De part et d’autre de tournages efficaces, Kelly Reichardt consacre des périodes très longues aux repérages de ses films, puis à leur montage qu’elle effectue seule, pendant plusieurs mois. Pour la première étape, elle traverse le territoire américain au volant de sa voiture, jadis accompagnée de sa chienne Lucy. Pour Wendy et Lucy, elle parcourt une vingtaine d’États pour trouver le parfait parking sur lequel observer l’immobilisme forcé de Wendy. Elle finira par tourner précisément devant le supermarché de quartier de son scénariste Jonathan Raymond, là où il avait en premier lieu imaginé l’histoire. Ces repérages, on le devine, ne servent pas uniquement à découvrir un lieu. Ils consistent également à « trouver » le film esthétiquement, mais aussi à travers des rencontres fortuites faites sur la route qui imprègnent la chair des personnages.

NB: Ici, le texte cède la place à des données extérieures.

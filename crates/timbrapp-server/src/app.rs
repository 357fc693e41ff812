use std::sync::Arc;
use std::time::Duration;

use axum::routing::{delete, get, post, put};
use axum::Router;
use timbrapp_core::config::TimbrappConfig;
use timbrapp_documents::DocumentStore;
use timbrapp_planner::PlannerStore;
use timbrapp_push::{PushService, PushStore};
use timbrapp_tracking::TrackingStore;
use timbrapp_users::UserStore;
use timbrapp_workforce::WorkforceStore;
use tower_http::compression::CompressionLayer;
use tower_http::cors::CorsLayer;
use tower_http::trace::TraceLayer;

use crate::cache::ResponseCache;

/// How long the dashboard aggregation response stays cached.
const DASHBOARD_CACHE_TTL: Duration = Duration::from_secs(30);

/// Central shared state — passed as Arc<AppState> to all Axum handlers.
pub struct AppState {
    pub config: TimbrappConfig,
    pub users: UserStore,
    pub workforce: WorkforceStore,
    pub planner: PlannerStore,
    pub tracking: TrackingStore,
    pub documents: DocumentStore,
    pub push_store: Arc<PushStore>,
    pub push: PushService,
    pub dashboard_cache: ResponseCache,
}

impl AppState {
    #[allow(clippy::too_many_arguments)]
    pub fn new(
        config: TimbrappConfig,
        users: UserStore,
        workforce: WorkforceStore,
        planner: PlannerStore,
        tracking: TrackingStore,
        documents: DocumentStore,
        push_store: Arc<PushStore>,
        push: PushService,
    ) -> Self {
        Self {
            config,
            users,
            workforce,
            planner,
            tracking,
            documents,
            push_store,
            push,
            dashboard_cache: ResponseCache::new(DASHBOARD_CACHE_TTL),
        }
    }
}

/// Assemble the full Axum router: the `/api` surface plus SPA serving.
pub fn build_router(state: Arc<AppState>) -> Router {
    let api = Router::new()
        .route("/health", get(crate::http::health::health_handler))
        // auth & users
        .route("/auth/register", post(crate::http::auth::register))
        .route("/auth/login", post(crate::http::auth::login))
        .route("/auth/status", get(crate::http::auth::status))
        .route("/user", get(crate::http::auth::current_user))
        .route("/admin/users", get(crate::http::auth::admin_users))
        // commesse & locations
        .route(
            "/commesse",
            get(crate::http::commesse::list).post(crate::http::commesse::create),
        )
        .route(
            "/commesse/{id}",
            get(crate::http::commesse::detail)
                .put(crate::http::commesse::update)
                .delete(crate::http::commesse::remove),
        )
        .route(
            "/commesse/{id}/locations",
            get(crate::http::commesse::list_locations).post(crate::http::commesse::create_location),
        )
        .route(
            "/commesse/{id}/locations/{location_id}",
            put(crate::http::commesse::update_location)
                .delete(crate::http::commesse::remove_location),
        )
        // tasks & personale
        .route("/tasks", get(crate::http::tasks::list).post(crate::http::tasks::create))
        .route(
            "/tasks/{id}",
            get(crate::http::tasks::detail)
                .put(crate::http::tasks::update)
                .delete(crate::http::tasks::remove),
        )
        .route(
            "/tasks/{id}/personale",
            get(crate::http::tasks::personale).post(crate::http::tasks::set_personale),
        )
        // resource planner
        .route(
            "/resourcePlanner/assignments",
            get(crate::http::planner::list_assignments)
                .post(crate::http::planner::create_assignment),
        )
        .route(
            "/resourcePlanner/assignments/{id}",
            put(crate::http::planner::update_assignment)
                .delete(crate::http::planner::delete_assignment),
        )
        .route(
            "/resourcePlanner/tasks/{task_id}/shifts",
            post(crate::http::planner::create_task_shift),
        )
        // workforce
        .route(
            "/dipendenti",
            get(crate::http::workforce::list_dipendenti)
                .post(crate::http::workforce::create_dipendente),
        )
        .route(
            "/funzioni",
            get(crate::http::workforce::list_funzioni)
                .post(crate::http::workforce::create_funzione),
        )
        .route(
            "/skill",
            get(crate::http::workforce::list_skill).post(crate::http::workforce::create_skill),
        )
        // shifts & dashboard
        .route(
            "/shifts",
            get(crate::http::shifts::list).post(crate::http::shifts::create),
        )
        .route(
            "/shifts/today/group-by-commessa",
            get(crate::http::shifts::today_by_commessa),
        )
        .route(
            "/shifts/{id}",
            get(crate::http::shifts::detail)
                .put(crate::http::shifts::update)
                .delete(crate::http::shifts::remove),
        )
        // time clock, offline sync, requests
        .route(
            "/timbrature",
            get(crate::http::tracking::list_timbrature)
                .post(crate::http::tracking::create_timbratura),
        )
        .route("/sync", post(crate::http::tracking::sync_offline))
        .route(
            "/requests",
            get(crate::http::tracking::list_requests)
                .post(crate::http::tracking::create_request),
        )
        // documents
        .route(
            "/tipologie-documento",
            get(crate::http::documents::list_tipologie)
                .post(crate::http::documents::create_tipologia),
        )
        .route(
            "/tipologie-documento/{id}",
            get(crate::http::documents::get_tipologia)
                .put(crate::http::documents::update_tipologia)
                .delete(crate::http::documents::delete_tipologia),
        )
        .route(
            "/documenti",
            get(crate::http::documents::list_documenti)
                .post(crate::http::documents::create_documento),
        )
        .route(
            "/documenti/user/{user_id}",
            get(crate::http::documents::documenti_for_user),
        )
        .route(
            "/documenti/{id}",
            get(crate::http::documents::get_documento)
                .delete(crate::http::documents::delete_documento),
        )
        .route(
            "/documenti/{id}/stato-lettura",
            put(crate::http::documents::set_stato_lettura),
        )
        // web push & notifications
        .route(
            "/webpush/vapid-public-key",
            get(crate::http::webpush::vapid_public_key),
        )
        .route("/webpush/subscribe", post(crate::http::webpush::subscribe))
        .route("/webpush/test", post(crate::http::webpush::send_test))
        .route(
            "/webpush/subscriptions",
            get(crate::http::webpush::list_subscriptions),
        )
        .route(
            "/webpush/subscriptions/{id}",
            delete(crate::http::webpush::delete_subscription),
        )
        .route(
            "/notifications",
            get(crate::http::webpush::list_notifications)
                .post(crate::http::webpush::create_notification),
        )
        .route(
            "/notifications/read-all",
            put(crate::http::webpush::mark_all_read),
        )
        .route(
            "/notifications/{id}/read",
            put(crate::http::webpush::mark_read),
        );

    let static_dir = state.config.server.static_dir.clone();
    Router::new()
        .nest("/api", api)
        .route(
            "/service-worker.js",
            get(crate::spa::service_worker_handler),
        )
        .fallback_service(crate::spa::spa_service(&static_dir))
        .with_state(state)
        .layer(TraceLayer::new_for_http())
        .layer(CorsLayer::permissive())
        .layer(CompressionLayer::new())
}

En arpentant le territoire américain, parfois accompagnée d’un peintre pour La Dernière Piste, ou d’un décorateur ou de son chef opérateur depuis Old Joy, Christopher Blauvelt, elle revisite les représentations de son pays, du paysage, celles des parkings du photographe Stephen Shore, de la peinture d’Alice Neel, du western dont elle va déconstruire le masculinisme …
Subvertir les genres hollywoodiens
Car Kelly Reichardt a aussi cette constante de mesurer ses films aux grands genres de l’industrie hollywoodienne, mais presque par la négative ou au moins par un effet de soustraction. Elle dira de River of Grass que c’est « un road-movie sans route, film d’amour sans amour, aventure criminelle sans crime ». On pourrait appliquer la formule à la plupart de ses films qui adoptent les cadres d’un genre pour les vider de leur dramaturgie habituelle et la remplacer par un récit du geste plutôt que de l’action. En fidèle disciple de Robert Bresson, elle s’attache à filmer le comment bien plus que le pourquoi et se plaît à « filmer les corvées ». Comment on tricote à l’arrière d’une roulotte dans un désert cahoteux en 1820, comment on fait ses courses lorsqu’on est sans argent, comment on achète de l’explosif sans éveiller les soupçons pour préparer une action politique, comment on élève des chevaux… Elle filme le doigt de Wendy qui suit sur sa carte routière l’immense trajet déjà parcouru surligné en jaune, plutôt que la route elle-même. La caméra est comme un microscope qui vient se fixer sur le détail des actions que le cinéma n’observe pas d’habitude, accomplies par des personnes rendues invisibles par l’histoire ou par la société.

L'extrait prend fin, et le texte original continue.